[[ Information supplied open ]]
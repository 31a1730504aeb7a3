use moka::sync::Cache;
use serde::Serialize;
use serde_json::Value;
use std::collections::BTreeMap;
use std::path::PathBuf;
use std::sync::Arc;
use std::time::Duration;
use tokio::net::TcpStream;
use tracing::{debug, error, info};
use url::Url;

use super::executor::Kubectl;
use crate::config::KubectlConfig;
use crate::error::KubeError;

#[derive(Debug, Clone, PartialEq, Eq, Serialize)]
pub struct NodeStatus {
    pub name: String,
    /// Status of the `Ready` condition (`True`, `False` or `Unknown`).
    pub ready: String,
    pub conditions: BTreeMap<String, String>,
}

#[derive(Debug, Clone, PartialEq, Eq, Serialize)]
pub struct ClusterStatus {
    pub connected: bool,
    pub message: String,
    #[serde(skip_serializing_if = "Vec::is_empty")]
    pub suggested_actions: Vec<String>,
    #[serde(skip_serializing_if = "Vec::is_empty")]
    pub node_status: Vec<NodeStatus>,
    #[serde(skip_serializing_if = "Option::is_none")]
    pub active_context: Option<String>,
    #[serde(skip_serializing_if = "Option::is_none")]
    pub api_server: Option<String>,
    #[serde(skip_serializing_if = "Option::is_none")]
    pub kubeconfig: Option<String>,
}

impl ClusterStatus {
    fn disconnected(message: impl Into<String>, actions: &[&str]) -> Self {
        Self {
            connected: false,
            message: message.into(),
            suggested_actions: actions.iter().map(|a| (*a).to_string()).collect(),
            node_status: Vec::new(),
            active_context: None,
            api_server: None,
            kubeconfig: None,
        }
    }

    /// Chat-facing text for a failed connection check.
    pub fn connection_error_message(&self) -> String {
        format!(
            "❌ Cannot connect to cluster\nStatus: {}\nPlease verify:\n\
             - KUBECONFIG environment variable is set\n\
             - Cluster is running and accessible\n\
             - VPN/Network connectivity is active\n\
             - You have required permissions",
            self.message
        )
    }
}

#[derive(Debug, Clone, PartialEq, Eq, Serialize)]
pub struct ContextList {
    pub contexts: Vec<String>,
    pub active: Option<String>,
}

/// Connectivity checks and context management against the configured cluster.
#[derive(Clone)]
pub struct ClusterInspector {
    kubectl: Kubectl,
    kubeconfig: Option<PathBuf>,
    probe_timeout: Duration,
    command_timeout: Duration,
    cache: Option<Cache<(), Arc<ClusterStatus>>>,
}

impl ClusterInspector {
    pub fn new(cfg: &KubectlConfig, kubectl: Kubectl) -> Self {
        let ttl = cfg.status_cache_ttl();
        let cache = (!ttl.is_zero())
            .then(|| Cache::builder().max_capacity(1).time_to_live(ttl).build());

        Self {
            kubectl,
            kubeconfig: cfg.resolved_kubeconfig(),
            probe_timeout: cfg.status_timeout(),
            command_timeout: cfg.command_timeout(),
            cache,
        }
    }

    /// Cached for `status_cache_secs`; a switch of context drops the cached value.
    pub async fn status(&self) -> Arc<ClusterStatus> {
        if let Some(cache) = &self.cache
            && let Some(hit) = cache.get(&())
        {
            return hit;
        }

        let status = Arc::new(self.probe().await);
        if let Some(cache) = &self.cache {
            cache.insert((), status.clone());
        }
        status
    }

    pub fn invalidate(&self) {
        if let Some(cache) = &self.cache {
            cache.invalidate(&());
        }
    }

    async fn probe(&self) -> ClusterStatus {
        let kubeconfig = match &self.kubeconfig {
            Some(path) => tokio::fs::try_exists(path)
                .await
                .unwrap_or(false)
                .then_some(path),
            None => None,
        };
        let Some(kubeconfig) = kubeconfig else {
            let shown = self
                .kubeconfig
                .as_ref()
                .map_or_else(|| "<unresolved>".to_string(), |p| p.display().to_string());
            error!(kubeconfig = %shown, "Kubeconfig not found");
            return ClusterStatus::disconnected(
                format!("Kubeconfig not found at {shown}"),
                &[
                    "Set KUBECONFIG_PATH environment variable",
                    "Ensure kubeconfig file exists",
                    "Run 'kubectl config view' to verify configuration",
                ],
            );
        };

        let api_server = self
            .kubectl
            .stdout(
                [
                    "config",
                    "view",
                    "--minify",
                    "-o",
                    "jsonpath={.clusters[0].cluster.server}",
                ],
                self.probe_timeout,
            )
            .await
            .unwrap_or_default();
        if api_server.is_empty() {
            error!("Failed to retrieve API server URL from kubeconfig");
            return ClusterStatus::disconnected(
                "Failed to retrieve API server URL from kubeconfig",
                &[
                    "Check kubeconfig file for cluster details",
                    "Ensure the cluster is configured correctly",
                ],
            );
        }

        let Some((host, port)) = api_server_address(&api_server) else {
            error!(%api_server, "Unparseable API server URL");
            return ClusterStatus::disconnected(
                format!("Invalid API server URL in kubeconfig: {api_server}"),
                &["Check kubeconfig file for cluster details"],
            );
        };

        let reachable = tokio::time::timeout(
            self.probe_timeout,
            TcpStream::connect((host.as_str(), port)),
        )
        .await;
        if !matches!(reachable, Ok(Ok(_))) {
            error!(%host, port, "Cannot reach API server");
            return ClusterStatus::disconnected(
                format!("Cannot reach API server at {host}"),
                &[
                    "Check network connectivity",
                    "Verify VPN connection if required",
                    "Ensure API server is running",
                ],
            );
        }

        let node_status = match self.nodes().await {
            Ok(nodes) => nodes,
            Err(KubeError::CommandFailed { stderr, .. }) => {
                error!(stderr = %stderr.trim(), "Kubernetes API error");
                return ClusterStatus::disconnected(
                    format!("Kubernetes API error: {}", stderr.trim()),
                    &[
                        "Verify kubeconfig file",
                        "Check cluster credentials",
                        "Ensure cluster is running",
                    ],
                );
            }
            Err(e) => {
                error!(error = %e, "Unexpected error while checking cluster");
                return ClusterStatus::disconnected(
                    format!("Unexpected error: {e}"),
                    &[
                        "Check application logs for details",
                        "Verify network connectivity",
                        "Ensure cluster is accessible",
                    ],
                );
            }
        };

        let active_context = self.current_context().await;
        debug!(
            %api_server,
            nodes = node_status.len(),
            context = active_context.as_deref().unwrap_or("-"),
            "Cluster reachable"
        );

        ClusterStatus {
            connected: true,
            message: "Successfully connected to cluster".to_string(),
            suggested_actions: Vec::new(),
            node_status,
            active_context,
            api_server: Some(api_server),
            kubeconfig: Some(kubeconfig.display().to_string()),
        }
    }

    async fn nodes(&self) -> Result<Vec<NodeStatus>, KubeError> {
        let raw = self
            .kubectl
            .stdout(["get", "nodes", "-o", "json"], self.probe_timeout)
            .await?;
        parse_nodes(&raw)
    }

    async fn current_context(&self) -> Option<String> {
        self.kubectl
            .stdout(["config", "current-context"], self.probe_timeout)
            .await
            .ok()
            .filter(|c| !c.is_empty())
    }

    pub async fn contexts(&self) -> Result<ContextList, KubeError> {
        let raw = self
            .kubectl
            .stdout(["config", "get-contexts", "-o", "name"], self.command_timeout)
            .await?;
        let contexts = raw
            .lines()
            .map(str::trim)
            .filter(|l| !l.is_empty())
            .map(str::to_string)
            .collect();

        Ok(ContextList {
            contexts,
            active: self.current_context().await,
        })
    }

    /// Switch the kubeconfig's current context to a known context.
    pub async fn switch_context(&self, name: &str) -> Result<ContextList, KubeError> {
        let name = name.trim();
        validate_context_name(name)?;

        let known = self.contexts().await?;
        if !known.contexts.iter().any(|c| c == name) {
            return Err(KubeError::UnknownContext(name.to_string()));
        }

        self.kubectl
            .stdout(["config", "use-context", name], self.command_timeout)
            .await?;
        self.invalidate();
        info!(context = name, "Switched kubectl context");

        Ok(ContextList {
            contexts: known.contexts,
            active: Some(name.to_string()),
        })
    }
}

fn validate_context_name(name: &str) -> Result<(), KubeError> {
    if name.is_empty()
        || name.starts_with('-')
        || name.chars().any(|c| c.is_whitespace() || c.is_control())
    {
        return Err(KubeError::InvalidContextName(name.to_string()));
    }
    Ok(())
}

/// `https://10.0.0.1:6443` -> `("10.0.0.1", 6443)`; the scheme's default port when none is given.
fn api_server_address(api_server: &str) -> Option<(String, u16)> {
    let url = Url::parse(api_server).ok()?;
    let host = url.host_str()?.trim_matches(['[', ']']).to_string();
    let port = url.port_or_known_default()?;
    Some((host, port))
}

fn parse_nodes(raw: &str) -> Result<Vec<NodeStatus>, KubeError> {
    let doc: Value = serde_json::from_str(raw)
        .map_err(|e| KubeError::Parse(format!("nodes json: {e}")))?;
    let items = doc
        .get("items")
        .and_then(Value::as_array)
        .ok_or_else(|| KubeError::Parse("nodes json has no `items` array".to_string()))?;

    Ok(items
        .iter()
        .map(|node| {
            let name = node
                .pointer("/metadata/name")
                .and_then(Value::as_str)
                .unwrap_or("<unnamed>")
                .to_string();
            let conditions: BTreeMap<String, String> = node
                .pointer("/status/conditions")
                .and_then(Value::as_array)
                .into_iter()
                .flatten()
                .filter_map(|cond| {
                    Some((
                        cond.get("type")?.as_str()?.to_string(),
                        cond.get("status")?.as_str()?.to_string(),
                    ))
                })
                .collect();
            let ready = conditions
                .get("Ready")
                .cloned()
                .unwrap_or_else(|| "Unknown".to_string());
            NodeStatus {
                name,
                ready,
                conditions,
            }
        })
        .collect())
}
[[ Information supplied closed ]]
Work to be completed: Start at the first line of the entries above. Set down each line exactly through the one with "the configured cluster.", and stop there.

Solution below:
repository 31a1730504aeb7a3
use moka::sync::Cache;
use serde::Serialize;
use serde_json::Value;
use std::collections::BTreeMap;
use std::path::PathBuf;
use std::sync::Arc;
use std::time::Duration;
use tokio::net::TcpStream;
use tracing::{debug, error, info};
use url::Url;

use super::executor::Kubectl;
use crate::config::KubectlConfig;
use crate::error::KubeError;

#[derive(Debug, Clone, PartialEq, Eq, Serialize)]
pub struct NodeStatus {
    pub name: String,
    /// Status of the `Ready` condition (`True`, `False` or `Unknown`).
    pub ready: String,
    pub conditions: BTreeMap<String, String>,
}

#[derive(Debug, Clone, PartialEq, Eq, Serialize)]
pub struct ClusterStatus {
    pub connected: bool,
    pub message: String,
    #[serde(skip_serializing_if = "Vec::is_empty")]
    pub suggested_actions: Vec<String>,
    #[serde(skip_serializing_if = "Vec::is_empty")]
    pub node_status: Vec<NodeStatus>,
    #[serde(skip_serializing_if = "Option::is_none")]
    pub active_context: Option<String>,
    #[serde(skip_serializing_if = "Option::is_none")]
    pub api_server: Option<String>,
    #[serde(skip_serializing_if = "Option::is_none")]
    pub kubeconfig: Option<String>,
}

impl ClusterStatus {
    fn disconnected(message: impl Into<String>, actions: &[&str]) -> Self {
        Self {
            connected: false,
            message: message.into(),
            suggested_actions: actions.iter().map(|a| (*a).to_string()).collect(),
            node_status: Vec::new(),
            active_context: None,
            api_server: None,
            kubeconfig: None,
        }
    }

    /// Chat-facing text for a failed connection check.
    pub fn connection_error_message(&self) -> String {
        format!(
            "❌ Cannot connect to cluster\nStatus: {}\nPlease verify:\n\
             - KUBECONFIG environment variable is set\n\
             - Cluster is running and accessible\n\
             - VPN/Network connectivity is active\n\
             - You have required permissions",
            self.message
        )
    }
}

#[derive(Debug, Clone, PartialEq, Eq, Serialize)]
pub struct ContextList {
    pub contexts: Vec<String>,
    pub active: Option<String>,
}

/// Connectivity checks and context management against the configured cluster.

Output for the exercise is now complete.